Collected data entries:
* * *

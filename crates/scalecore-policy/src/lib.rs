//! Policy sources (§4.2): adapters that discover `ScalingPolicy` values
//! from Nomad's scaling-policy API or a watched directory of policy
//! files, canonicalize them (fill defaults, apply mutators), and stream
//! their IDs and contents to the policy manager.

#![forbid(unsafe_code)]

pub mod canonicalize;
pub mod error;
pub mod file;
pub mod mutators;
pub mod nomad;
pub mod source;

pub use canonicalize::{canonicalize, PolicyDefaults};
pub use error::{PolicyError, Result};
pub use file::FileSource;
pub use nomad::{NomadApiClient, NomadPolicyStub, NomadSource};
pub use source::PolicySource;
//! The Plugin Fleet: launches, configures, dispenses, and reloads the
//! APM/target/strategy plugin instances a running agent uses (§4.1).
//!
//! Concrete plugin implementations (Prometheus, Datadog, AWS ASG, ...)
//! are out of scope; this crate owns the launch/handshake/RPC mechanics
//! and the dispense map, plus a handful of deterministic test-double
//! plugins reused across downstream crates' test suites.

#![forbid(unsafe_code)]

pub mod builtin;
pub mod error;
pub mod fleet;
pub mod process;
pub mod rpc;
pub mod traits;

pub use builtin::{ApmFactory, BuiltinRegistry, InMemoryTarget, NoopApm, PassThroughStrategy, StrategyFactory, TargetFactory};
pub use error::{PluginError, Result};
pub use fleet::{PluginFleet, PluginInstanceSpec};
pub use process::{ExternalApm, ExternalPluginProcess, ExternalStrategy, ExternalTarget};
pub use traits::{
    Apm, Base, MetricPoint, PluginInfo, PluginKind, ScaleOutcome, Strategy, StrategyInput, Target,
    TimeRange,
};
//! Error kinds for policy source adapters (§4.2, §7).

use std::path::PathBuf;

use thiserror::Error;

/// Result type used throughout this crate.
pub type Result<T> = std::result::Result<T, PolicyError>;

/// Errors a policy source can surface. Per §7, a source-level error is
/// logged by the manager and the source's monitor loop keeps retrying
/// (back off, don't crash); `NotFound` is the one variant a policy
/// handler treats as a terminal "stop this handler" signal.
#[derive(Error, Debug)]
pub enum PolicyError {
    /// The backing collaborator (Nomad API, filesystem) could not be
    /// reached for this poll/long-poll cycle.
    #[error("policy source '{source}' unavailable: {reason}")]
    SourceUnavailable {
        /// Source name (`"nomad"`, `"file"`).
        source: String,
        /// Human-readable cause.
        reason: String,
    },

    /// The requested policy ID no longer exists at the source.
    #[error("policy {id} not found")]
    NotFound {
        /// The missing policy ID.
        id: String,
    },

    /// A policy read from a source failed structural validation after
    /// canonicalization.
    #[error("invalid policy: {0}")]
    Invalid(#[from] scalecore_core::CoreError),

    /// A filesystem operation on the file source's watched directory
    /// failed.
    #[error("file source io error at {path}: {source}")]
    Io {
        /// The path being operated on.
        path: PathBuf,
        /// Underlying IO error.
        #[source]
        source: std::io::Error,
    },

    /// A policy file's contents did not parse as JSON.
    #[error("failed to parse policy file {path}: {source}")]
    Parse {
        /// The offending file.
        path: PathBuf,
        /// Underlying parse error.
        #[source]
        source: serde_json::Error,
    },
}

* * *

**EXERCISE**
Look through the entries above for the word "type". Copy every line where it shows up.

**RESPONSE TO THIS EXERCISE**
/// Result type used throughout this crate.
pub type Result<T> = std::result::Result<T, PolicyError>;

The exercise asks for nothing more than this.